[What to do] Whenever the string "MockLanguageModel" turns up in a line below, that line should be copied.

Segment Start: The data

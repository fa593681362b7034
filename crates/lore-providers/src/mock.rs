//! Deterministic mock providers for tests.
//!
//! [`MockLanguageModel`] returns canned responses for prompt patterns,
//! enabling end-to-end pipeline tests without real API calls.
//! [`BagEmbedder`] is a hashed bag-of-words embedder whose cosine
//! similarity tracks token overlap, deterministic across runs.

use std::collections::hash_map::DefaultHasher;
use std::hash::{Hash as _, Hasher as _};
use std::sync::{Arc, Mutex, MutexGuard, PoisonError};

use async_trait::async_trait;

use lore_core::{Answer, Embedder, Embedding, Error, LanguageModel, Result};

/// Locks a mutex, recovering the data from a poisoned lock.
fn lock_ignoring_poison<T>(mutex: &Mutex<T>) -> MutexGuard<'_, T> {
    mutex.lock().unwrap_or_else(PoisonError::into_inner)
}

/// Language model that returns pre-defined responses based on prompt
/// patterns.
#[derive(Clone, Default)]
pub struct MockLanguageModel {
    /// Predefined responses as (pattern, response) pairs in registration
    /// order.
    responses: Arc<Mutex<Vec<(String, String)>>>,
    /// Default response when no pattern matches.
    default_response: Arc<Mutex<Option<String>>>,
    /// Prompts received, for verification.
    call_history: Arc<Mutex<Vec<String>>>,
}

impl MockLanguageModel {
    /// Creates a mock with no canned responses.
    pub fn new() -> Self {
        Self::default()
    }

    /// Adds a pattern-based response. Earlier registrations take precedence
    /// when several patterns occur in the same prompt.
    #[must_use]
    pub fn with_response(self, pattern: impl Into<String>, response: impl Into<String>) -> Self {
        {
            let mut responses = lock_ignoring_poison(&self.responses);
            responses.push((pattern.into(), response.into()));
        }
        self
    }

    /// Sets a default response for prompts that match no pattern.
    #[must_use]
    pub fn with_default_response(self, response: impl Into<String>) -> Self {
        {
            let mut default = lock_ignoring_poison(&self.default_response);
            *default = Some(response.into());
        }
        self
    }

    /// Returns all prompts this mock has received.
    pub fn call_history(&self) -> Vec<String> {
        lock_ignoring_poison(&self.call_history).clone()
    }

    /// Returns the number of generation calls made.
    pub fn call_count(&self) -> usize {
        lock_ignoring_poison(&self.call_history).len()
    }

    /// Finds a canned response for the prompt: an exactly matching pattern
    /// wins, then the first registered pattern occurring in the prompt.
    fn find_response(&self, prompt: &str) -> Option<String> {
        let responses = lock_ignoring_poison(&self.responses);
        responses
            .iter()
            .find(|(pattern, _)| pattern.as_str() == prompt)
            .or_else(|| {
                responses
                    .iter()
                    .find(|(pattern, _)| prompt.contains(pattern.as_str()))
            })
            .map(|(_, response)| response.clone())
    }
}

#[async_trait]
impl LanguageModel for MockLanguageModel {
    fn name(&self) -> &'static str {
        "Mock"
    }

    async fn is_available(&self) -> bool {
        true
    }

    async fn complete(&self, prompt: &str) -> Result<Answer> {
        {
            let mut history = lock_ignoring_poison(&self.call_history);
            history.push(prompt.to_owned());
        }

        let text = self
            .find_response(prompt)
            .or_else(|| lock_ignoring_poison(&self.default_response).clone())
            .ok_or_else(|| {
                Error::Provider("mock has no response for this prompt".to_owned())
            })?;

        Ok(Answer {
            text,
            model: "mock".to_owned(),
            latency_ms: 0,
        })
    }
}

/// Deterministic hashed bag-of-words embedder.
///
/// Each lowercase alphanumeric token is hashed into one of `dimensions`
/// buckets; the embedding counts tokens per bucket. Identical texts embed
/// identically and cosine similarity grows with shared vocabulary.
#[derive(Clone)]
pub struct BagEmbedder {
    /// Number of hash buckets.
    dimensions: usize,
}

impl Default for BagEmbedder {
    fn default() -> Self {
        Self { dimensions: 64 }
    }
}

impl BagEmbedder {
    /// Creates an embedder with the given number of buckets.
    pub fn new(dimensions: usize) -> Self {
        Self { dimensions }
    }

    /// Embeds one text into token-count buckets.
    fn bag(&self, text: &str) -> Embedding {
        let mut vector = vec![0.0; self.dimensions];
        for token in text
            .to_lowercase()
            .split(|character: char| !character.is_alphanumeric())
            .filter(|token| !token.is_empty())
        {
            let mut hasher = DefaultHasher::new();
            token.hash(&mut hasher);
            let bucket = (hasher.finish() % self.dimensions as u64) as usize;
            vector[bucket] += 1.0;
        }
        vector
    }
}

#[async_trait]
impl Embedder for BagEmbedder {
    fn model(&self) -> &str {
        "bag-of-words"
    }

    async fn embed(&self, text: &str) -> Result<Embedding> {
        Ok(self.bag(text))
    }

    async fn embed_batch(&self, texts: &[String]) -> Result<Vec<Embedding>> {
        Ok(texts.iter().map(|text| self.bag(text)).collect())
    }
}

Segment End: The data

[The answer]
//! [`MockLanguageModel`] returns canned responses for prompt patterns,
pub struct MockLanguageModel {
impl MockLanguageModel {
impl LanguageModel for MockLanguageModel {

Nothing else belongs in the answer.